Ook willen we sectorale streefcijfers, zowel voor het totale personeelsbestand in een sector als voor de nieuwe instroom en voor opleidingen. De concrete acties nodig om deze doelstellingen te halen kunnen dan besproken worden in het sociaal overleg.
Daarnaast moeten diversiteitsplannen verplicht worden als een bedrijf intekent op overheidsaanbestedingen of overheidssubsidies (van tewerkstellingsmaatregelen tot opleidingssteun). Bovendien zijn we pleitbezorger van een officieel diversiteitslabel. Zo krijg je meer grip op de duurzaamheid van het diversiteitsbeleid en vergemakkelijk je de inschakeling in aanbestedingsprocedures. Dit veronderstelt ook diversiteitsaudits.
Buitenlandse werkervaring
Aan de Vlaamse overheid vragen we om via de nieuwe beheersovereenkomst met de VDAB afdwingbare afspraken te maken zoals een lagere uitstroom uit werk voor mensen met een migratieachtergrond. Verder verbeteren streefcijfers het bereik van etnisch-culturele minderheden in alle tewerkstellings-, opleidings- en loopbaaninstrumenten: via IBO, opleidingscheques, werkplekleren...
De opstap naar werk begint al tijdens de opleiding. We moeten daarom recht op studeren met leefloon uitbreiden, ongeacht de leeftijd. Zorg voor degelijke opleidingsverplichtingen en een samenwerking met de VDAB en behoud het recht om een opleiding te volgen die geen verband houdt met je job.

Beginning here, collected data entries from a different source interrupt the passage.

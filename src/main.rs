//! SegmentForge: customer segment assignment CLI
//!
//! Loads the frozen artifacts once, scores a single input, prints the report
//! and renders the PCA cluster plot.

use anyhow::{Context, Result};
use clap::Parser;
use segmentforge::{logging, viz, Args, Artifacts, ScorerConfig, SegmentScorer};
use std::time::Instant;

fn main() -> Result<()> {
    let args = Args::parse();

    let mut config = ScorerConfig::load(&args.config)
        .with_context(|| format!("failed to load config {}", args.config.display()))?;
    if let Some(ref dir) = args.artifacts {
        config.artifacts_dir = dir.clone();
    }

    logging::init(&config.log);

    let raw = args.raw_input().context("invalid input")?;

    let start_time = Instant::now();
    let artifacts = Artifacts::load(&config.artifacts_dir).with_context(|| {
        format!(
            "failed to load model artifacts from {}",
            config.artifacts_dir.display()
        )
    })?;

    if args.verbose {
        println!("SegmentForge - Customer Transaction Behavior Segmentation");
        println!("=========================================================\n");
        println!("Artifacts: {}", config.artifacts_dir.display());
        println!(
            "  Loaded in {:.3}s, {} reference points",
            start_time.elapsed().as_secs_f64(),
            artifacts.reference_points.len()
        );
        println!(
            "  Confidence thresholds: close < {}, weak < {}\n",
            config.confidence.close, config.confidence.weak
        );
    }

    let scorer = SegmentScorer::new(&artifacts, config.confidence)
        .context("invalid confidence thresholds")?;
    let result = scorer.score(&raw);

    if args.json {
        println!("{}", serde_json::to_string_pretty(&result)?);
    } else {
        viz::print_score_report(&raw, &result);
    }

    if !args.no_plot {
        viz::render_cluster_plot(scorer.reference_points(), &result, &args.output)
            .with_context(|| format!("failed to render plot {}", args.output))?;
        if !args.json {
            println!("\nCluster plot saved to: {}", args.output);
        }
    }

    Ok(())
}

Stel tewerkstellingsmaatregelen open voor wie nog niet in de sociale zekerheid zit. Mensen met een migratieachtergrond hebben in hun land van herkomst gewerkt, maar helaas niet hier. Daardoor mislopen ze een aantal rechten. Houd dus ook rekening met buitenlandse werkervaring.
Uiteraard is dit een verhaal van gedeelde verantwoordelijkheid. Zo timmerden we samen met onze federaties jaren aan succesvolle toeleiding naar werk. Van de vooropgestelde doelstelling van 20 procentuitstroom naar tewerkstelling, haalden we onder moeilijke omstandigheden en met beperkte middelen zelfs 27- procent. Het is dan ook jammer dat we in 2015 10 procent moeten bezuinigen op onze werking. Werk is nog altijd de beste opstap naar een betere toekomst.
Bron: Knack, 5/12/2014
http://www.knack.be/nieuws/belgie/n...ion-516171.html
Mening
Bij het aannemen van werknemers is hoe ze hun job uitvoeren toch belangrijker dan hun 'migratieachtergrond'? Ik ben wel voorstander om deze werknemers als een aparte doelgroep te bekijken. Zo zullen zij meer voorbereid kunnen worden, en kan er beter ingespeeld worden op hun specifieke noden. Hierdoor zullen zij sneller kansen krijgen op de arbeidsmarkt.